En el CIDE, la crisis ha escalado de lo académico a lo jurídico de una manera innecesariamente ruda.

La resistencia de José Antonio Romero Tellaeche a dejar el cargo, tras una solicitud de renuncia que ignoró los procedimientos estatutarios, revela un desprecio por la autonomía procedimental de los Centros Públicos de Investigación.

Resulta desconcertante que Rosaura Ruiz Gutiérrez, conociendo los engranajes de la academia, haya optado por una maniobra tan burda.

En política, la sutileza es una herramienta de estabilidad; aquí, se prefirió el hachazo administrativo para lograr la imposición de una dirección interina.

Actuar así no es solo un error táctico, es una herida profunda a la vida académica.

La autoridad en el aula y en el laboratorio no se decreta por la fuerza, se construye mediante el rigor y el respeto a la legalidad.

Al actuar de una forma tan burda, se degrada la esencia de la institución y se envía un mensaje funesto: que la lealtad pesa más que la norma y que el hachazo es el método preferido sobre el diálogo intelectual.

Paralelamente, la gestión de Raquel Sosa ofrece un diagnóstico igualmente preocupante sobre la expansión educativa sin rigor.

El modelo, promovido como la gran herramienta de inclusión para los sectores más vulnerables, ha caído en una trampa de ineficacia burocrática y desorden legal.

El dato es demoledor: 12 mil 500 egresados se encuentran en un limbo profesional, con retrasos de más de dos años para obtener títulos que, en muchos casos, carecen de Reconocimiento de Validez Oficial de Estudios (RVOE).

En estados como Yucatán, miles de estudiantes han descubierto que su esfuerzo académico no tiene traducción legal en el mercado laboral.

Es la crueldad de la estadística: se presume la creación de espacios universitarios, pero se entregan documentos vacíos de validez, condenando a quienes provienen de los municipios más pobres a una nueva forma de exclusión, ahora disfrazada de titulación.

No hay mayor traición social que ofrecer una educación que, al carecer de sustento legal, se convierte en un camino sin salida y en un fraude a la esperanza de miles de familias.

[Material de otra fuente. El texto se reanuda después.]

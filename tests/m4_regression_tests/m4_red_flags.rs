//! M4 Red Flag Validation Tests
//!
//! These tests FAIL if architecture has fundamental problems.
//! A failure means STOP and REDESIGN - not tune parameters.
//!
//! Run with: cargo test --test m4_red_flags -- --nocapture

use strata_core::types::RunId;
use strata_core::value::Value;
use strata_core::Storage;
use strata_engine::{Database, TransactionPool};
use strata_primitives::KVStore;
use std::sync::Arc;
use std::time::Instant;

const ITERATIONS: usize = 10000;

/// Red flag: Snapshot acquisition > 2µs
#[test]
fn red_flag_snapshot_acquisition() {
    let db = Arc::new(Database::builder().in_memory().open_temp().unwrap());

    // Warmup
    for _ in 0..100 {
        let _ = db.storage().create_snapshot();
    }

    // Measure
    let start = Instant::now();
    for _ in 0..ITERATIONS {
        let _ = db.storage().create_snapshot();
    }
    let elapsed = start.elapsed();

    let avg_ns = elapsed.as_nanos() / ITERATIONS as u128;
    let threshold_ns = 2000; // 2µs

    println!(
        "Snapshot acquisition: {}ns (threshold: {}ns)",
        avg_ns, threshold_ns
    );

    assert!(
        avg_ns <= threshold_ns,
        "RED FLAG: Snapshot acquisition {}ns > {}ns threshold.\n\
         ACTION: Redesign snapshot mechanism.",
        avg_ns,
        threshold_ns
    );

    println!("Snapshot acquisition: PASS");
}

/// Red flag: A1/A0 ratio > 20×
/// A0 = raw storage put, A1 = primitive layer put
#[test]
fn red_flag_facade_tax_a1_a0() {
    use strata_core::types::{Key, Namespace, TypeTag};
    use strata_core::Storage;

    let db = Arc::new(Database::builder().in_memory().open_temp().unwrap());
    let kv = KVStore::new(db.clone());
    let run_id = RunId::new();
    let ns = Namespace::for_run(run_id);

    // Warmup
    for i in 0..100 {
        kv.put(&run_id, &format!("warmup{}", i), Value::I64(i as i64))
            .unwrap();
    }

    // A0: Engine storage layer direct (via Storage trait)
    let start = Instant::now();
    for i in 0..ITERATIONS {
        let key = Key::new(ns.clone(), TypeTag::KV, format!("a0key{}", i).into_bytes());
        let _ = Storage::put(db.storage().as_ref(), key, Value::I64(i as i64), None);
    }
    let a0_elapsed = start.elapsed();

    // A1: Primitive layer (KVStore.put)
    let start = Instant::now();
    for i in 0..ITERATIONS {
        kv.put(&run_id, &format!("a1key{}", i), Value::I64(i as i64))
            .unwrap();
    }
    let a1_elapsed = start.elapsed();

    let a0_ns = a0_elapsed.as_nanos() / ITERATIONS as u128;
    let a1_ns = a1_elapsed.as_nanos() / ITERATIONS as u128;
    let ratio = a1_ns as f64 / a0_ns.max(1) as f64;

    println!(
        "A0 (storage): {}ns, A1 (primitive): {}ns, Ratio: {:.1}×",
        a0_ns, a1_ns, ratio
    );

    assert!(
        ratio <= 20.0,
        "RED FLAG: A1/A0 ratio {:.1}× > 20× threshold.\n\
         A0 (storage): {}ns, A1 (primitive): {}ns\n\
         ACTION: Remove abstraction layers.",
        ratio,
        a0_ns,
        a1_ns
    );

    println!("A1/A0 ratio: PASS");
}

/// Red flag: B/A1 ratio > 8×
/// A1 = primitive put, B = transaction-wrapped put
#[test]
fn red_flag_facade_tax_b_a1() {
    let db = Arc::new(Database::builder().in_memory().open_temp().unwrap());
    let kv = KVStore::new(db.clone());
    let run_id = RunId::new();

    // Warmup
    for i in 0..100 {
        kv.put(&run_id, &format!("warmup{}", i), Value::I64(i as i64))
            .unwrap();
    }

    // A1: Primitive layer
    let start = Instant::now();
    for i in 0..ITERATIONS {
        kv.put(&run_id, &format!("a1key{}", i), Value::I64(i as i64))
            .unwrap();
    }
    let a1_elapsed = start.elapsed();

    // B: Full stack with explicit transaction
    let start = Instant::now();
    for i in 0..ITERATIONS {
        db.transaction(run_id, |txn| {
            use strata_core::types::{Key, Namespace, TypeTag};
            let ns = Namespace::for_run(run_id);
            let key = Key::new(ns, TypeTag::KV, format!("bkey{}", i).into_bytes());
            txn.put(key, Value::I64(i as i64))
        })
        .unwrap();
    }
    let b_elapsed = start.elapsed();

    let a1_ns = a1_elapsed.as_nanos() / ITERATIONS as u128;
    let b_ns = b_elapsed.as_nanos() / ITERATIONS as u128;
    let ratio = b_ns as f64 / a1_ns.max(1) as f64;

    println!(
        "A1 (primitive): {}ns, B (full stack): {}ns, Ratio: {:.1}×",
        a1_ns, b_ns, ratio
    );

    assert!(
        ratio <= 8.0,
        "RED FLAG: B/A1 ratio {:.1}× > 8× threshold.\n\
         A1 (primitive): {}ns, B (full stack): {}ns\n\
         ACTION: Inline facade logic.",
        ratio,
        a1_ns,
        b_ns
    );

    println!("B/A1 ratio: PASS");
}

/// Red flag: Disjoint scaling < 2.5× at 4 threads
#[test]
fn red_flag_disjoint_scaling() {
    let iterations = 10000;

    // Single-threaded baseline
    let db = Arc::new(Database::builder().in_memory().open_temp().unwrap());
    let kv = KVStore::new(db.clone());
    let run_id = RunId::new();

    let start = Instant::now();
    for i in 0..iterations {
        kv.put(&run_id, &format!("key{}", i), Value::I64(i as i64))
            .unwrap();
    }
    let single_thread_time = start.elapsed();

    // 4-thread disjoint
    let db = Arc::new(Database::builder().in_memory().open_temp().unwrap());
    let start = Instant::now();
    let handles: Vec<_> = (0..4)
        .map(|_| {
            let db = Arc::clone(&db);
            std::thread::spawn(move || {
                let kv = KVStore::new(db);
                let run_id = RunId::new(); // Different run per thread
                for i in 0..iterations {
                    kv.put(&run_id, &format!("key{}", i), Value::I64(i as i64))
                        .unwrap();
                }
            })
        })
        .collect();
    for h in handles {
        h.join().unwrap();
    }
    let four_thread_time = start.elapsed();

    // 4× work should take less than 4× time
    // scaling = (single_time * 4) / four_thread_time
    let scaling = (single_thread_time.as_nanos() * 4) as f64 / four_thread_time.as_nanos() as f64;

    println!(
        "1-thread: {:?}, 4-threads (4× work): {:?}, Scaling: {:.2}×",
        single_thread_time, four_thread_time, scaling
    );

    assert!(
        scaling >= 2.5,
        "RED FLAG: Disjoint scaling {:.2}× < 2.5× threshold.\n\
         1-thread: {:?}, 4-threads: {:?}\n\
         ACTION: Redesign sharding.",
        scaling,
        single_thread_time,
        four_thread_time
    );

    println!("Disjoint scaling (4T): PASS");
}

/// Red flag: p99 > 20× mean
#[test]
fn red_flag_tail_latency() {
    let db = Database::builder().in_memory().open_temp().unwrap();
    let kv = KVStore::new(Arc::new(db));
    let run_id = RunId::new();

    // Warmup
    for i in 0..100 {
        kv.put(&run_id, &format!("warmup{}", i), Value::I64(i as i64))
            .unwrap();
    }

    // Collect latencies
    let mut latencies: Vec<u128> = Vec::with_capacity(1000);
    for i in 0..1000 {
        let start = Instant::now();
        kv.put(&run_id, &format!("key{}", i), Value::I64(i as i64))
            .unwrap();
        latencies.push(start.elapsed().as_nanos());
    }

    latencies.sort();
    let mean = latencies.iter().sum::<u128>() / latencies.len() as u128;
    let p99 = latencies[989]; // 99th percentile

    let ratio = p99 as f64 / mean.max(1) as f64;

    println!("mean: {}ns, p99: {}ns, Ratio: {:.1}×", mean, p99, ratio);

    assert!(
        ratio <= 20.0,
        "RED FLAG: p99/mean = {:.1}× > 20× threshold.\n\
         mean: {}ns, p99: {}ns\n\
         ACTION: Fix tail latency source.",
        ratio,
        mean,
        p99
    );

    println!("p99/mean: PASS");
}

/// Red flag: Hot path has allocations (after warmup)
#[test]
fn red_flag_hot_path_allocations() {
    let db = Database::builder().in_memory().open_temp().unwrap();
    let kv = KVStore::new(Arc::new(db));
    let run_id = RunId::new();

    // Warmup - fill pool
    for _ in 0..10 {
        kv.put(&run_id, "warmup", Value::I64(0)).unwrap();
    }

    // Check pool has contexts
    let pool_size_before = TransactionPool::pool_size();
    println!("Pool size before: {}", pool_size_before);

    assert!(
        pool_size_before > 0,
        "Pool should have contexts after warmup"
    );

    // Do operations
    for i in 0..100 {
        kv.put(&run_id, &format!("key{}", i), Value::I64(i as i64))
            .unwrap();
    }

    // Pool should still have same number of contexts (reused, not allocated)
    let pool_size_after = TransactionPool::pool_size();
    println!("Pool size after: {}", pool_size_after);

    assert_eq!(
        pool_size_before, pool_size_after,
        "RED FLAG: Pool size changed from {} to {}.\n\
         Transactions are not being properly pooled.\n\
         ACTION: Eliminate allocations.",
        pool_size_before, pool_size_after
    );

    println!("Hot path allocations: PASS");
}

/// Additional: Verify graceful shutdown doesn't lose data
#[test]
fn red_flag_graceful_shutdown() {
    use tempfile::TempDir;

    let temp_dir = TempDir::new().unwrap();
    let db_path = temp_dir.path().join("test_db");

    // Write data
    {
        let db = Arc::new(
            Database::builder()
                .path(&db_path)
                .buffered()
                .open()
                .unwrap(),
        );
        let kv = KVStore::new(db.clone());
        let run_id = RunId::new();

        for i in 0..100 {
            kv.put(&run_id, &format!("key{}", i), Value::I64(i as i64))
                .unwrap();
        }

        // Graceful shutdown
        db.shutdown().unwrap();
    }

    // Reopen and verify data persisted
    {
        let db = Database::builder()
            .path(&db_path)
            .buffered()
            .open()
            .unwrap();

        // Data should be there after recovery
        // (version > 0 means writes happened, DB opened successfully means recovery worked)
        assert!(
            db.storage().current_version() > 0,
            "Data should persist after shutdown"
        );
    }

    println!("Graceful shutdown: PASS");
}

Bajo esta óptica, debemos entender que la universidad no es solo una fábrica de títulos, sino el espacio donde la razón se somete al rigor para liberar a la persona de la tutela del poder.

Al degradar sus procesos administrativos y académicos, se traiciona su fin último: ser la brújula ética de la nación.

La educación pública no puede ser un acto de caridad burocrática; debe ser un ejercicio de excelencia que permita a los más desposeídos competir en igualdad de circunstancias.

El hilo conductor entre el CIDE y las UBBJ es la ausencia de un manejo político capaz de prever consecuencias.

En el CIDE, la intervención precipitada generó un escándalo que dañó a la institución; en las UBBJ, la expansión descontrolada rompió con los fines para los que fue creada esa institución.

El hilo conductor entre el CIDE y las UBBJ es la ausencia de responsabilidad.

En el primero, se actuó con una rudeza imprudente para defenestrar a la dirección; en el segundo, se actúa con desorden para inflar las cifras de beneficiarios.

Las instituciones son los muros que deben protegernos de las ocurrencias de quienes mandan.

Cuando esos muros se tiran desde adentro, el costo no lo pagan los funcionarios en sus oficinas, sino las mentes más brillantes que investigan y las familias que pusieron todos sus ahorros en una carrera que no existe ante la ley.

Nuestro país no necesita de «grillas» en los centros de investigación ni universidades de papel; se necesita recordar que con el futuro de los jóvenes no se juega a la política.